Gerald Vollmer-Heurer has a plan, and Dirk Adol hates it. "It is cheap, it is degrading, it is smelly," says Mr. Adol, who has a plan of his own. "What I propose is something clean, useful and solid." What is the subject of Dirk and Gerald's disagreement?
Send your answer by noon ET Thursday to firstname.lastname@example.org.
Tuesday's Question (No. 244)--"When IRS Eyes Are Smiling":
Fill in the blank on this tax tip from a Washington state IRS collection officer. "If you don't want to pay your taxes today all you have to do is say two magic words: _________ _________."
"Whale meat?"--Michael Fein
"Willie Nelson."--Erin H. Murphy, Kate Wing, and Justin Warner
"Mommy, please."--Bill Scheft
"I commute! (New York Metropolitan-area answer.)"--Andrew Silow-Carroll
"I'm sorry. (No, wait, that's how you get out of accidentally bombing somebody's embassy.)"--Zach Hooker
Click for more answers.
Randy's Tax Reform Wrap-Up
One criticism of our tax system is its use not merely to raise revenue but to encourage social policy, as in the deduction for mortgage interest or charitable contributions. I'd like to suggest that the tax system should go much, much farther down this road, particularly the sales tax. Under my plan, sales taxes would only be not eliminated on certain socially desirable purchases, but also good shoppers would receive an anti-tax, a bonus for their beneficent purchases.
For example, in New York City you're charged an 8 1/4 percent tax when you buy a book. I propose that when you buy a really good book--say, a Patrick O'Brian, he's marvelous!--you'd be paid a 10 percent bonus: Buy a $20 book; receive $2 from the city.
Buy a TV set and you should pay a tax: Your purchase will make you fat and stupid. Buy a TV set that operates only when you pedal a bicycle-powered generator, and you receive a bonus: Your purchase will make you thin and stupid.

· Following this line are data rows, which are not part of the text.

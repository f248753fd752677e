//! Display and formatting utilities for the geo module.
//!
//! Renders a [`DaySchedule`] and the resulting frame budget in the same
//! box-drawing layout as the rest of the log.

use chrono::{DateTime, Offset};
use chrono_tz::Tz;
use std::time::Duration;

use super::schedule::{AwakeIntervalMode, DaySchedule};
use super::solar::ObserverLocation;
use crate::common::utils::{format_duration, format_signed_duration};

/// Log the computed schedule for the coming day.
pub fn log_schedule(schedule: &DaySchedule, location: &ObserverLocation) {
    log_block_start!("Schedule for {}", schedule.date_label);
    log_indented!(
        "Observer: {:.4}°, {:.4}° @ {} m, horizon {}°",
        location.latitude,
        location.longitude,
        location.elevation,
        location.horizon
    );
    log_indented!(
        "Timezone: {} ({})",
        schedule.timezone,
        format_utc_offset(&schedule.next_sunrise)
    );
    log_indented!("Next sunrise: {}", format_event(&schedule.next_sunrise));
    log_indented!("Next sunset:  {}", format_event(&schedule.next_sunset));
    log_indented!(
        "Sleep until sunrise: {}",
        format_duration(schedule.sleep_interval)
    );

    match schedule.mode {
        AwakeIntervalMode::Daylight => log_indented!(
            "Awake interval: {} (sunrise to sunset)",
            format_duration(schedule.awake_magnitude())
        ),
        AwakeIntervalMode::Legacy => log_indented!(
            "Awake interval: {} (legacy, next sunrise - next sunset)",
            format_signed_duration(schedule.awake_interval)
        ),
    }
}

/// Log how many frames the schedule yields at `cadence`.
pub fn log_frame_budget(schedule: &DaySchedule, cadence: Duration, frame_count: u32) {
    log_block_start!(
        "Frame budget: {} frames every {}",
        frame_count,
        format_duration(cadence)
    );
    log_indented!(
        "Capture window ends around {}",
        schedule.capture_window_end().format("%H:%M:%S")
    );
}

fn format_event(time: &DateTime<Tz>) -> String {
    time.format("%Y-%m-%d %H:%M:%S %Z").to_string()
}

/// Render a zone offset as `+HH:MM`.
pub fn format_utc_offset(time: &DateTime<Tz>) -> String {
    let offset_secs = time.offset().fix().local_minus_utc();
    let sign = if offset_secs < 0 { '-' } else { '+' };
    let hours = offset_secs.abs() / 3600;
    let minutes = (offset_secs.abs() % 3600) / 60;
    format!("{sign}{hours:02}:{minutes:02}")
}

Rent a copy of Seven Samurai, a fine movie, and you get the bonus. Rent Three Ninjas and you pay a tax, but you can check a box that allocates your money to hire a guy to beat the hell out of Jack Valenti.
The question, of course, is who decides which items are taxed and which earn the buyer a bonus. I do. By making these decisions a matter of narrow self-interest, my reform remains within the historical context of the present system, where tax rates are set to benefit the rich and powerful. My system would differ only in benefiting a different self. And what's good for me would no doubt be good for the country.
Bracket Creep Answer
"If you don't want to pay your taxes today all you have to do is say two magic words: installment agreement."
"You just say you want one and even if the terms you propose are ridiculous--like $10 a week when you owe tens of thousands--collection stops while your proposal goes up and down the chain of managers, until 90 days later you are told no. Then you need to say another magic word--harassment--and because of this new law, the collection process stops while your complaint gets reviewed."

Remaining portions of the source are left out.